→ ASSIGNMENT: Within the listing below, please copy exactly the lines between the line holding "Some(value) if pattern.is_match(value)" and the line holding "pub fn from_name(name: &str)", inclusive.

→ EXTRACTED MATERIAL:
--------
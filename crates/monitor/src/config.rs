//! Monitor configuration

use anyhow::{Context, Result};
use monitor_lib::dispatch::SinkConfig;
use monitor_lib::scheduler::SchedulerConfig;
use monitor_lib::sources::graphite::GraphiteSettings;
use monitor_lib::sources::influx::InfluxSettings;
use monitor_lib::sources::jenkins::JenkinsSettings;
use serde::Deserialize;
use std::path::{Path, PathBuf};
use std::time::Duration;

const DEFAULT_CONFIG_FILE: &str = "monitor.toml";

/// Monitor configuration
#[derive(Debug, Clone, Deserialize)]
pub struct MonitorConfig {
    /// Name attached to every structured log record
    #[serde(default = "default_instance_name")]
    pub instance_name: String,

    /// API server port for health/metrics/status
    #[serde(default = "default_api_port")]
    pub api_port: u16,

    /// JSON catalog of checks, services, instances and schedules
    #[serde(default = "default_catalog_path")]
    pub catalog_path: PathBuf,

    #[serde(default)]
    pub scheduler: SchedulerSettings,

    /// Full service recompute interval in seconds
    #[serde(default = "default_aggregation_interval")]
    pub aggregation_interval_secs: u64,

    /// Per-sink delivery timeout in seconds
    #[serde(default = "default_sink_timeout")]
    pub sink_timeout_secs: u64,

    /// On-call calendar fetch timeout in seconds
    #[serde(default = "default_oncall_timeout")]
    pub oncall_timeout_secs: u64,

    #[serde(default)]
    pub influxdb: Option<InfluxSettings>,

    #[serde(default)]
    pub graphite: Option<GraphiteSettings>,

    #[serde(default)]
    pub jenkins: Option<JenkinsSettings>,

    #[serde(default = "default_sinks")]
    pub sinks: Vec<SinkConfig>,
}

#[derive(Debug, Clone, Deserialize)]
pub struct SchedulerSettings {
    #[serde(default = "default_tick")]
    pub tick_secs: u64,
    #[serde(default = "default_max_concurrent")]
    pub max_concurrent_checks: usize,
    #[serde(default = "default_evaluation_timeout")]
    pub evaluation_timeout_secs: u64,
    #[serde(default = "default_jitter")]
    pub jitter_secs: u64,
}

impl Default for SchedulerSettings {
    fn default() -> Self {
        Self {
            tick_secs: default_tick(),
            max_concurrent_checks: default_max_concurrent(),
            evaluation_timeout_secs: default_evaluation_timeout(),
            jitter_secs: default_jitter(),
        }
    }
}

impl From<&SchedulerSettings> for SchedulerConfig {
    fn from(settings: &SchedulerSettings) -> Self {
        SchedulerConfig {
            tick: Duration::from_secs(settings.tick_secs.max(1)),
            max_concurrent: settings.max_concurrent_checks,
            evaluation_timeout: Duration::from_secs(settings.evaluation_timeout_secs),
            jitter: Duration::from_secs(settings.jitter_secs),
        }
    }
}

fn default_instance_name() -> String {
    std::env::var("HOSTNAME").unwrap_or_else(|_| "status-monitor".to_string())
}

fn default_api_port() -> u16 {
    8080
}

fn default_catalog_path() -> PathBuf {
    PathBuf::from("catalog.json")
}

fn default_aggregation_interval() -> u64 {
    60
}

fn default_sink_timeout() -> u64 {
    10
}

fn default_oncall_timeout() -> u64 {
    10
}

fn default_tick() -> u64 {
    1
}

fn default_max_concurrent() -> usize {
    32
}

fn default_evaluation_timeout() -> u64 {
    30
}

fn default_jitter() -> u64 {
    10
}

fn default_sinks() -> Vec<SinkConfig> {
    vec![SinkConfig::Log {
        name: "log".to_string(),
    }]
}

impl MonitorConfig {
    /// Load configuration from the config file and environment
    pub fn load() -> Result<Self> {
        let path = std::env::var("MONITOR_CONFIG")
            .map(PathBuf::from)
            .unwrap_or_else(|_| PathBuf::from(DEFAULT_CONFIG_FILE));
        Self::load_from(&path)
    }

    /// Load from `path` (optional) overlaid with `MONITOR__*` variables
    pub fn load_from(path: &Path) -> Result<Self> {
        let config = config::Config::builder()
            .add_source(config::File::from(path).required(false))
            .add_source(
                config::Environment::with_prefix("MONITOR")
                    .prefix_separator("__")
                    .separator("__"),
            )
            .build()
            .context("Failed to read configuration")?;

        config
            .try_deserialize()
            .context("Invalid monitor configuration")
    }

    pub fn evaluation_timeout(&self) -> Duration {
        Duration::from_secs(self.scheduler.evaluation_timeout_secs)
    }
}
--------
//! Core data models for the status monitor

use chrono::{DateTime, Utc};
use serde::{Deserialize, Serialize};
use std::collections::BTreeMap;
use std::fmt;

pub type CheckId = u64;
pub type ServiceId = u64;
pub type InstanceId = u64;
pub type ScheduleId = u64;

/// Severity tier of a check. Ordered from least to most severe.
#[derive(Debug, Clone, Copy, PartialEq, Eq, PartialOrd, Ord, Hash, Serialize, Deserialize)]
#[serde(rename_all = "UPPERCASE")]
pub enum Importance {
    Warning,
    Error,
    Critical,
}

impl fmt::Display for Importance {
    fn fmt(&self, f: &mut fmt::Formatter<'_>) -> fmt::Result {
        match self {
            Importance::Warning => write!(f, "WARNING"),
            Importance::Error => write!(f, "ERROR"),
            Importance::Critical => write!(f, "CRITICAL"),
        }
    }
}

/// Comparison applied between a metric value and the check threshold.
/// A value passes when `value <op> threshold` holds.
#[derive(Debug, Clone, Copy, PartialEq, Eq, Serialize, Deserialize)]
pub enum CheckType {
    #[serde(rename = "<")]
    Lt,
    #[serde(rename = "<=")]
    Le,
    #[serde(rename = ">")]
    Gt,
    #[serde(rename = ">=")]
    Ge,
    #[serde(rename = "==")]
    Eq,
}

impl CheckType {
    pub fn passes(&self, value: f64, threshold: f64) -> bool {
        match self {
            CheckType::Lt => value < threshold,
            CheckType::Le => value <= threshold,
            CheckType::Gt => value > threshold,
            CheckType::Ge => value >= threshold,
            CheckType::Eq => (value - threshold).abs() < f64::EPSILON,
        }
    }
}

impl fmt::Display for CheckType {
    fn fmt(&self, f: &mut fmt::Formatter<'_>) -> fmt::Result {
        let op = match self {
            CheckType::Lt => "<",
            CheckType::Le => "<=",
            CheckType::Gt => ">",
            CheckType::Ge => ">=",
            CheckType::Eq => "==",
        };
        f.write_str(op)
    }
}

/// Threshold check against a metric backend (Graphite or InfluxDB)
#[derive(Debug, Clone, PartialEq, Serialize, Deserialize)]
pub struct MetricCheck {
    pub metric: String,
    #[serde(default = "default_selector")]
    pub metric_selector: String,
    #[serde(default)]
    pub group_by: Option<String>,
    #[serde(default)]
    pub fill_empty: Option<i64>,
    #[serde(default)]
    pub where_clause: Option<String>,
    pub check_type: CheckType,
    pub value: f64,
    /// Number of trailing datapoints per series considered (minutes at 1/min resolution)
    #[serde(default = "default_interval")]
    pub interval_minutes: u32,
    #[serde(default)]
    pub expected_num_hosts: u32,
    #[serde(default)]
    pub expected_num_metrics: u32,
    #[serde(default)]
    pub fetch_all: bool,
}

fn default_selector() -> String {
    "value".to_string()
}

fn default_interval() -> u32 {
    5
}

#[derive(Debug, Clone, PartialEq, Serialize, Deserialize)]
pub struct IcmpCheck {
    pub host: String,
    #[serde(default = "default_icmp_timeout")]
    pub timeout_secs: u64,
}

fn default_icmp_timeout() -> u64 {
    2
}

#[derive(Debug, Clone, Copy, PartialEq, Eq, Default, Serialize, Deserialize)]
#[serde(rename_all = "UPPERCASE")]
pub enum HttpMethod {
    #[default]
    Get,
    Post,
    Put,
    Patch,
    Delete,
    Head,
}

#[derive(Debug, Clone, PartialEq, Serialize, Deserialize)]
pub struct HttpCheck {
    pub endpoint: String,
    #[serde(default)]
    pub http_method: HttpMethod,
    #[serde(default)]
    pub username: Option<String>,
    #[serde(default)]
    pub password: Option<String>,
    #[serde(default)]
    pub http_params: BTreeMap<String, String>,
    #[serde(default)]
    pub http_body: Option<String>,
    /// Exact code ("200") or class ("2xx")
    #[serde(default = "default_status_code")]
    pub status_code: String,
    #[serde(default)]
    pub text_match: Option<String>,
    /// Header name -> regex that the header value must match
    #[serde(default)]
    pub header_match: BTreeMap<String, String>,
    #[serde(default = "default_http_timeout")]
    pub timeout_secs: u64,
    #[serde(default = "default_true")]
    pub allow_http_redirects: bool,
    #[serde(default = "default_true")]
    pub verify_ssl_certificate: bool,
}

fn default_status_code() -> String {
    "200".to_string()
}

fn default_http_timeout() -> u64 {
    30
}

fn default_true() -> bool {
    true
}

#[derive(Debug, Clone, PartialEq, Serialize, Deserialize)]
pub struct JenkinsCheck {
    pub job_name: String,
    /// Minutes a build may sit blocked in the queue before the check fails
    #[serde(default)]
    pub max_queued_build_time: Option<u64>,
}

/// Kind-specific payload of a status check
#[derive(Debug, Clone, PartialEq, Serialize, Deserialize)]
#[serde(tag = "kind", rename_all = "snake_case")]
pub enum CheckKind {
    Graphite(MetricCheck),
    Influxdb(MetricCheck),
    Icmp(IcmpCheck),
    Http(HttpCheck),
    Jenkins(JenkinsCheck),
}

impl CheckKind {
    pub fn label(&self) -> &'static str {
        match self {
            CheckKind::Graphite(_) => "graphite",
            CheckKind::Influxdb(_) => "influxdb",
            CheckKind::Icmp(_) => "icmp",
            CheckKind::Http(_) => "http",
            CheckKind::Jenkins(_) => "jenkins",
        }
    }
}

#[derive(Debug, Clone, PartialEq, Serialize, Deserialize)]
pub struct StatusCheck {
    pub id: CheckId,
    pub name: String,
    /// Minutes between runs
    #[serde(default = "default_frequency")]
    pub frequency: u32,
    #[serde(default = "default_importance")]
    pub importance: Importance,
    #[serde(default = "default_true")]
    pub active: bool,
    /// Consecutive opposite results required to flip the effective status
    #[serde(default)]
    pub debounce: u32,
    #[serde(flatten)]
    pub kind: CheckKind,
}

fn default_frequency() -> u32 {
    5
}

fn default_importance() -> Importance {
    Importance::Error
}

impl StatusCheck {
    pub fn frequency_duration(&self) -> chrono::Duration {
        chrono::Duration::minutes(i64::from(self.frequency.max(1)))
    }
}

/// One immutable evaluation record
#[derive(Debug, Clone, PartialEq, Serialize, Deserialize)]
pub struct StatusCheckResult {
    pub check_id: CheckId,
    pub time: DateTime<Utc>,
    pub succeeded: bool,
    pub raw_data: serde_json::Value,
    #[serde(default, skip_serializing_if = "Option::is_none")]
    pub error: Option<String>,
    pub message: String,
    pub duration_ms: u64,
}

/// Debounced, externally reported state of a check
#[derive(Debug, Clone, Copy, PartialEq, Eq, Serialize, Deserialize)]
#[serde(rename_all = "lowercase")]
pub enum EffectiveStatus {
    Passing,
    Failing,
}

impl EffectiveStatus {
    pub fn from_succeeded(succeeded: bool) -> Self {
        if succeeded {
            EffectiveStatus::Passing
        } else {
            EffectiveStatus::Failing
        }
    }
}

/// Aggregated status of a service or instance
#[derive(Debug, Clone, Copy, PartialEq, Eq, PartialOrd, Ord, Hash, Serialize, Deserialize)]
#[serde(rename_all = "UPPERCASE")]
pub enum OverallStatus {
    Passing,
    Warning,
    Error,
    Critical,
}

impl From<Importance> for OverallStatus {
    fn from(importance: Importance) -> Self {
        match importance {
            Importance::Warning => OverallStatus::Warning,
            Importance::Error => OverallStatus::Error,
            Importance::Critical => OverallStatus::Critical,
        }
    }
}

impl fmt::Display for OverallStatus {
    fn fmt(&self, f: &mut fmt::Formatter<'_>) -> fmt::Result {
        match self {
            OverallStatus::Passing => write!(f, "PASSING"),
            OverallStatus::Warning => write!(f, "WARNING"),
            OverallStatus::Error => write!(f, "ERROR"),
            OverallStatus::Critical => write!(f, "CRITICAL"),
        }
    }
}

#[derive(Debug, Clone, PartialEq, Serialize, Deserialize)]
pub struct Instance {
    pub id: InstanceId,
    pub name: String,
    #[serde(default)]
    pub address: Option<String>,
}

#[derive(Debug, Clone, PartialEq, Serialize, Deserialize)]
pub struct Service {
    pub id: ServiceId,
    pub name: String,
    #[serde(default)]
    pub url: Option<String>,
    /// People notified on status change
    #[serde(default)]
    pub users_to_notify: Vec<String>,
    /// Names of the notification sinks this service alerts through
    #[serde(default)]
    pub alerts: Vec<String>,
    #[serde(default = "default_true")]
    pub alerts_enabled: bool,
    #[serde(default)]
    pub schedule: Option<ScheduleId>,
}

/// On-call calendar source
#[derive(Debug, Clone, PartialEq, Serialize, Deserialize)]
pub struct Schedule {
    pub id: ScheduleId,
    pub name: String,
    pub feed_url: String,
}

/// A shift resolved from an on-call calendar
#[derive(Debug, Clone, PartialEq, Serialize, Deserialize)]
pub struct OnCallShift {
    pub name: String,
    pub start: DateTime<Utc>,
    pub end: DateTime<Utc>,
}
--------
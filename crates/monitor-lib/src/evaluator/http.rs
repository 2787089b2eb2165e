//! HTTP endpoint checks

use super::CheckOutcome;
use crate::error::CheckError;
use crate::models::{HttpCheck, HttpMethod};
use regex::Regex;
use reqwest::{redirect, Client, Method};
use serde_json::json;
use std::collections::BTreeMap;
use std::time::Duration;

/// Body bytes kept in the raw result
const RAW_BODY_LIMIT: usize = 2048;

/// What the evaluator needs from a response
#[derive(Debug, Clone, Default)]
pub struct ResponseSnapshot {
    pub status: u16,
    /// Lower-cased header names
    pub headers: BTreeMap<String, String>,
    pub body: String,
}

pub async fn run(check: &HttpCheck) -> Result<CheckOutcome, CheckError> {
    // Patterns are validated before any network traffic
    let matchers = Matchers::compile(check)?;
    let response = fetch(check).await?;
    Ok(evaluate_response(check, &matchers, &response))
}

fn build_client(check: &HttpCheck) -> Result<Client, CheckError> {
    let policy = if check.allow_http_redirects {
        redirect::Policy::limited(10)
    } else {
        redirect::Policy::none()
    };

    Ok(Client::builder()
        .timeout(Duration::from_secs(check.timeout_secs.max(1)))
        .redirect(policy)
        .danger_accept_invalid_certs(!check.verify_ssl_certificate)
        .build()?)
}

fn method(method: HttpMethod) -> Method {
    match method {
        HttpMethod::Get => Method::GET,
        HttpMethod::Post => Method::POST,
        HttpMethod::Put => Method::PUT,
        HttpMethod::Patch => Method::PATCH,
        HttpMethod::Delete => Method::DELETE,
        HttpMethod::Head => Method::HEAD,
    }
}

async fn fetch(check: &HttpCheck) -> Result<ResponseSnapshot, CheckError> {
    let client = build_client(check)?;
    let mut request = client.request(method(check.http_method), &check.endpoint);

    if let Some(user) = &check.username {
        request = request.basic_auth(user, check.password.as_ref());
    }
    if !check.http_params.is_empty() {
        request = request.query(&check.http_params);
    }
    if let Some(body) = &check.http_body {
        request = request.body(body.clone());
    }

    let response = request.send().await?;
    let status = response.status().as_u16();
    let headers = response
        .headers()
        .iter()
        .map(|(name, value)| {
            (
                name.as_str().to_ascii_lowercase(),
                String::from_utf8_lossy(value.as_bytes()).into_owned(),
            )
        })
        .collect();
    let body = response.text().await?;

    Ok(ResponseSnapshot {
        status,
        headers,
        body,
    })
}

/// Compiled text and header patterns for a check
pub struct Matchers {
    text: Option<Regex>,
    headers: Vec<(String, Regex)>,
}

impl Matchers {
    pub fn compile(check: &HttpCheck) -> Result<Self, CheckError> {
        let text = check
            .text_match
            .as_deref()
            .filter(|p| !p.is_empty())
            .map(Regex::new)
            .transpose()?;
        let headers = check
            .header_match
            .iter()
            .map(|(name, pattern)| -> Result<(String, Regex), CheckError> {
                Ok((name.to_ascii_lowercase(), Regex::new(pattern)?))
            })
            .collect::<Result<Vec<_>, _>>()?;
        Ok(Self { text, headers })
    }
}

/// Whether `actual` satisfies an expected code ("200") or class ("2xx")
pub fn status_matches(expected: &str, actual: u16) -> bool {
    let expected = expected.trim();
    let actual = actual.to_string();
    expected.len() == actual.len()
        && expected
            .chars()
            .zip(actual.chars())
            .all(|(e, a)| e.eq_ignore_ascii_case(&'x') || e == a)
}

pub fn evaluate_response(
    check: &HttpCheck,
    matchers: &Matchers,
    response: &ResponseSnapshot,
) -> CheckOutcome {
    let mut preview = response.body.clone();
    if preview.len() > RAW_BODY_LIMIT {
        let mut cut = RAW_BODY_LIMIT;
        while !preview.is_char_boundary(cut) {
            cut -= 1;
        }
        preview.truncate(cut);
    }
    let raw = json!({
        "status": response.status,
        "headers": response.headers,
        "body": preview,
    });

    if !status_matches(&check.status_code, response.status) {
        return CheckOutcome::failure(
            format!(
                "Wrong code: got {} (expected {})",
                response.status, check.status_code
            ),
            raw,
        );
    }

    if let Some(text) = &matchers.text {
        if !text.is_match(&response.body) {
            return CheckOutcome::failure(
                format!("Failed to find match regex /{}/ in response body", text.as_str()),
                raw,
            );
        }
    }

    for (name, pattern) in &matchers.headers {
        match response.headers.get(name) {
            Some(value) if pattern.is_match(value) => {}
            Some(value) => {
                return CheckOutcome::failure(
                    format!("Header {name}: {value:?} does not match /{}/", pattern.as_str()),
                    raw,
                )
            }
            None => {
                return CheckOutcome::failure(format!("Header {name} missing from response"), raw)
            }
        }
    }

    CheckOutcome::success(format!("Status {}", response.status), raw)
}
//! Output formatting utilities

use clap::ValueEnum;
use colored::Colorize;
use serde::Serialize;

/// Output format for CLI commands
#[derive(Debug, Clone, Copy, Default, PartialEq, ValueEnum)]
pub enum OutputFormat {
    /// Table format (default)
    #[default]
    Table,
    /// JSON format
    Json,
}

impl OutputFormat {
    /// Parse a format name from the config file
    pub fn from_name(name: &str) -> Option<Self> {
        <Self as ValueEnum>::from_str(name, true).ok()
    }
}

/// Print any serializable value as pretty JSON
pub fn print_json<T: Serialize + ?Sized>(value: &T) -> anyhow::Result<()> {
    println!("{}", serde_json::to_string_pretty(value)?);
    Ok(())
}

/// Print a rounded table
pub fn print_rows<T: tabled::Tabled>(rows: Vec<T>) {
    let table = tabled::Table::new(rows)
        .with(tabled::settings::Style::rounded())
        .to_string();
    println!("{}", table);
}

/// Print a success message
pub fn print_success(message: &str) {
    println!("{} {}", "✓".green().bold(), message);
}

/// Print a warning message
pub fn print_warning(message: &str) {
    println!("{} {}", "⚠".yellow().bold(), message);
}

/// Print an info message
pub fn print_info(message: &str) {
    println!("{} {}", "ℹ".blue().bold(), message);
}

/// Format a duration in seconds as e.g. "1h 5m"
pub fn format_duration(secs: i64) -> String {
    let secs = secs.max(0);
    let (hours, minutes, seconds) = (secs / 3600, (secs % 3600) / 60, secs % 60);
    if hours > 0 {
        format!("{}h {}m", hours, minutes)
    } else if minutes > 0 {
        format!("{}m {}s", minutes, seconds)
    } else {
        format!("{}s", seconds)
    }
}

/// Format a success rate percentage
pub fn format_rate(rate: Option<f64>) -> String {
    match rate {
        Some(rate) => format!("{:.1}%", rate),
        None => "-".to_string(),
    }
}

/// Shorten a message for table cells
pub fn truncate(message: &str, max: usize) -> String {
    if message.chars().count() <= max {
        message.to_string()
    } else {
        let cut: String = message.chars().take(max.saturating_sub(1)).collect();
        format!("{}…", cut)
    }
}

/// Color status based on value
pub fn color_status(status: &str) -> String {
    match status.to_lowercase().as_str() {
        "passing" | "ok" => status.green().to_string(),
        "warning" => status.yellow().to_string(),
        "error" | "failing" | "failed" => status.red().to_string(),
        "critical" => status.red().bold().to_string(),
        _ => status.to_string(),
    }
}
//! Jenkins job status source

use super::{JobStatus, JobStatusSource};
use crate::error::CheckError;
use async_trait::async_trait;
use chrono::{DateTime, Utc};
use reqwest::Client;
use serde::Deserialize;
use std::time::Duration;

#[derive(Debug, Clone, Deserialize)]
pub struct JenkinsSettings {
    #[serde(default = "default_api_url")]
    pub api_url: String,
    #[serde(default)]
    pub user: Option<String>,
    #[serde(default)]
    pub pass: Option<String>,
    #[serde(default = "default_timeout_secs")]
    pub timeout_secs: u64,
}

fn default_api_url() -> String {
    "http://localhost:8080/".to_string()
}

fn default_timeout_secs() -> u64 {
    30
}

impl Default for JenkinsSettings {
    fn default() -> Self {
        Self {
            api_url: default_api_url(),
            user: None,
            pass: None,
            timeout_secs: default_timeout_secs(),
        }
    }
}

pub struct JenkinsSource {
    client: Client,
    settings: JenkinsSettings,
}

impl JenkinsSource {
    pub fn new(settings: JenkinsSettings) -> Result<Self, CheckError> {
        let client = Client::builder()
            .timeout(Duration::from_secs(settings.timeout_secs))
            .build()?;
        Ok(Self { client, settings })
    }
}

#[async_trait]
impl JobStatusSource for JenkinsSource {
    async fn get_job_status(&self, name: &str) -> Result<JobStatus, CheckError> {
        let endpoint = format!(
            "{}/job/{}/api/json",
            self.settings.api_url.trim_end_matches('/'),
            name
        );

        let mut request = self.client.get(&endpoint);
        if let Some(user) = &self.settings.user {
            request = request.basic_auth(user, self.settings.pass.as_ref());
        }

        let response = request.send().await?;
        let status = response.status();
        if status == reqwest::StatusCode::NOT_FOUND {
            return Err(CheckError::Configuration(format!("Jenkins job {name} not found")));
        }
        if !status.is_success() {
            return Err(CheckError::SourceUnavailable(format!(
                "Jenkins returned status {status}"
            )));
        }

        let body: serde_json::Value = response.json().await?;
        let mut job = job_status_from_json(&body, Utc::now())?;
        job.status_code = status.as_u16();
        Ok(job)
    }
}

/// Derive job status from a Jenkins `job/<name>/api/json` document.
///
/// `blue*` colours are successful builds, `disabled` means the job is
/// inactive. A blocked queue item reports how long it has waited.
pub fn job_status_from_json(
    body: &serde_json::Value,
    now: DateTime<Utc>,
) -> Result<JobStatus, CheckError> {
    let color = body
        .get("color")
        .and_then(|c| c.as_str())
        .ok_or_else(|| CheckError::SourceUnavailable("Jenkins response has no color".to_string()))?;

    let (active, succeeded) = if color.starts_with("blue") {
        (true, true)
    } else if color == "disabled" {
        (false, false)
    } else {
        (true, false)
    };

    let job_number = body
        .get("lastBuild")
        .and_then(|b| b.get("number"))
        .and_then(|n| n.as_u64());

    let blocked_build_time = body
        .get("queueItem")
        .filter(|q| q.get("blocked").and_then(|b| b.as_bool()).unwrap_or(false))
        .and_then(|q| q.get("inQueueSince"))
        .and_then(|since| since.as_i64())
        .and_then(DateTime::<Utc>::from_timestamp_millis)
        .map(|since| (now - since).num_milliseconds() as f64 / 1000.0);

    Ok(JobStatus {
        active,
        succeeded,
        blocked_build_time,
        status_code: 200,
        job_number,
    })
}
--------
→ WRITTEN REPLY:
            Some(value) if pattern.is_match(value) => {}
            Some(value) => {
                return CheckOutcome::failure(
                    format!("Header {name}: {value:?} does not match /{}/", pattern.as_str()),
                    raw,
                )
            }
            None => {
                return CheckOutcome::failure(format!("Header {name} missing from response"), raw)
            }
        }
    }

    CheckOutcome::success(format!("Status {}", response.status), raw)
}
//! Output formatting utilities

use clap::ValueEnum;
use colored::Colorize;
use serde::Serialize;

/// Output format for CLI commands
#[derive(Debug, Clone, Copy, Default, PartialEq, ValueEnum)]
pub enum OutputFormat {
    /// Table format (default)
    #[default]
    Table,
    /// JSON format
    Json,
}

impl OutputFormat {
    /// Parse a format name from the config file
    pub fn from_name(name: &str) -> Option<Self> {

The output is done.